There is a great deal of sweet humour in Middleton’s fairy tale account of these northern teen runaways, with Lou copying her idol Thunberg’s pigtails, anorak and United Nations denunciations, as well as her fierce scowl. The theme of climate change activism is soon dropped as the focus turns to the relationship between the two girls. They form a she wolf pack, help each other, argue, help each other, argue again more strongly, and finally unite in using digital media to make themselves heard. Although things are wrapped up rather too neatly by the end of this slender 60-minute show, you feel that the youthful idealism has its own integrity.
Shewolves is a cute coming-of-age story that suggests deeper issues of parental neglect, with implications of abuse, as well as showing off the energy and passionate feelings that young teens experience. Middleton’s dialogues — complete with fart jokes and sharp insights into the behaviour of adults — are recognizably genuine and her characters both complex and vividly drawn. The short format of Edinburgh shows, however, does mean that there is not enough room to explore any of the issues deeply and the ending feels a little bit too rushed. Still, as a portrait of young idealism and zest for life this two-hander is both fun and warmhearted.

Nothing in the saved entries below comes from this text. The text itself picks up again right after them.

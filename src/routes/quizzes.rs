use axum::{
    extract::{Path, State},
    http::StatusCode,
    response::{IntoResponse, Json},
};
use validator::Validate;

use crate::{
    dto::quiz_dto::{
        CreateQuestionPayload, CreateQuizPayload, ImportQuestionPayload, QuestionListResponse,
        QuizListResponse, UpdateQuestionPayload, UpdateQuizPayload,
    },
    error::{Error, Result},
    stores::quiz_store::{NewQuestion, NewQuiz, QuestionPatch, QuizPatch},
    AppState,
};

pub(crate) fn options_array(options: Vec<String>) -> Result<[String; 4]> {
    options
        .try_into()
        .map_err(|_| Error::BadRequest("Exactly 4 non-empty options are required.".to_string()))
}

#[axum::debug_handler]
pub async fn list_quizzes(State(state): State<AppState>) -> Result<impl IntoResponse> {
    let quizzes = state.quizzes.list_quizzes().await?;
    Ok(Json(QuizListResponse { quizzes }))
}

#[axum::debug_handler]
pub async fn create_quiz(
    State(state): State<AppState>,
    Json(payload): Json<CreateQuizPayload>,
) -> Result<impl IntoResponse> {
    payload.validate()?;
    let quiz = state
        .quizzes
        .create_quiz(NewQuiz {
            title: payload.title,
            description: payload.description,
            quiz_code: payload.quiz_code,
            duration_minutes: payload.duration_minutes,
        })
        .await?;
    Ok((StatusCode::CREATED, Json(quiz)))
}

#[axum::debug_handler]
pub async fn get_quiz(
    State(state): State<AppState>,
    Path(quiz_id): Path<i64>,
) -> Result<impl IntoResponse> {
    let quiz = state
        .quizzes
        .get_quiz(quiz_id)
        .await?
        .ok_or_else(|| Error::NotFound("Quiz not found.".to_string()))?;
    Ok(Json(quiz))
}

#[axum::debug_handler]
pub async fn update_quiz(
    State(state): State<AppState>,
    Path(quiz_id): Path<i64>,
    Json(payload): Json<UpdateQuizPayload>,
) -> Result<impl IntoResponse> {
    payload.validate()?;
    let quiz = state
        .quizzes
        .update_quiz(
            quiz_id,
            QuizPatch {
                title: payload.title,
                description: payload.description,
                quiz_code: payload.quiz_code,
                duration_minutes: payload.duration_minutes,
            },
        )
        .await?
        .ok_or_else(|| Error::NotFound("Quiz not found.".to_string()))?;
    Ok(Json(quiz))
}

#[axum::debug_handler]
pub async fn delete_quiz(
    State(state): State<AppState>,
    Path(quiz_id): Path<i64>,
) -> Result<impl IntoResponse> {
    if !state.quizzes.delete_quiz(quiz_id).await? {
        return Err(Error::NotFound("Quiz not found.".to_string()));
    }
    Ok(StatusCode::NO_CONTENT)
}

#[axum::debug_handler]
pub async fn list_questions(
    State(state): State<AppState>,
    Path(quiz_id): Path<i64>,
) -> Result<impl IntoResponse> {
    let quiz = state
        .quizzes
        .get_quiz(quiz_id)
        .await?
        .ok_or_else(|| Error::NotFound("Quiz not found.".to_string()))?;
    Ok(Json(QuestionListResponse {
        questions: quiz.questions,
    }))
}

#[axum::debug_handler]
pub async fn create_question(
    State(state): State<AppState>,
    Path(quiz_id): Path<i64>,
    Json(payload): Json<CreateQuestionPayload>,
) -> Result<impl IntoResponse> {
    payload.validate()?;
    let question = state
        .quizzes
        .create_question(
            quiz_id,
            NewQuestion {
                prompt: payload.prompt,
                options: options_array(payload.options)?,
                correct_option: payload.correct_option,
            },
        )
        .await?
        .ok_or_else(|| Error::NotFound("Quiz not found.".to_string()))?;
    Ok((StatusCode::CREATED, Json(question)))
}

/// Copies a bank question into the quiz; the new question keeps no link
/// back to the bank entry.
#[axum::debug_handler]
pub async fn import_question(
    State(state): State<AppState>,
    Path(quiz_id): Path<i64>,
    Json(payload): Json<ImportQuestionPayload>,
) -> Result<impl IntoResponse> {
    payload.validate()?;
    let bank_question = state
        .quizzes
        .get_bank_question(payload.bank_question_id)
        .await?
        .ok_or_else(|| Error::NotFound("Question bank entry not found.".to_string()))?;

    let question = state
        .quizzes
        .create_question(
            quiz_id,
            NewQuestion {
                prompt: bank_question.prompt,
                options: bank_question.options,
                correct_option: bank_question.correct_option,
            },
        )
        .await?
        .ok_or_else(|| Error::NotFound("Quiz not found.".to_string()))?;
    Ok((StatusCode::CREATED, Json(question)))
}

#[axum::debug_handler]
pub async fn update_question(
    State(state): State<AppState>,
    Path((quiz_id, question_id)): Path<(i64, i64)>,
    Json(payload): Json<UpdateQuestionPayload>,
) -> Result<impl IntoResponse> {
    payload.validate()?;
    if payload.is_empty() {
        return Err(Error::BadRequest(
            "No fields provided for update.".to_string(),
        ));
    }

    let options = payload.options.map(options_array).transpose()?;
    let question = state
        .quizzes
        .update_question(
            quiz_id,
            question_id,
            QuestionPatch {
                prompt: payload.prompt,
                options,
                correct_option: payload.correct_option,
            },
        )
        .await?
        .ok_or_else(|| Error::NotFound("Question not found.".to_string()))?;
    Ok(Json(question))
}

#[axum::debug_handler]
pub async fn delete_question(
    State(state): State<AppState>,
    Path((quiz_id, question_id)): Path<(i64, i64)>,
) -> Result<impl IntoResponse> {
    if !state.quizzes.delete_question(quiz_id, question_id).await? {
        return Err(Error::NotFound("Question not found.".to_string()));
    }
    Ok(StatusCode::NO_CONTENT)
}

Part of a Midlands-based project that centers young women, Hannah Stone’s production, using designer Charlotte Henery’s versatile set, is fast-paced and often very funny. Gurjot Dhaliwal’s Priya has an appealing bad mouth and gaucheness that contrasts well with Harriet Waters’s more brainy and repressed Lou. Together on stage they have a convincing dynamic, and the moments when the howl in unison as a celebration of their new-found power are wonderful, aided by Eleanor Isherwood’s pounding sounds. This is a lovely piece of youth theatre.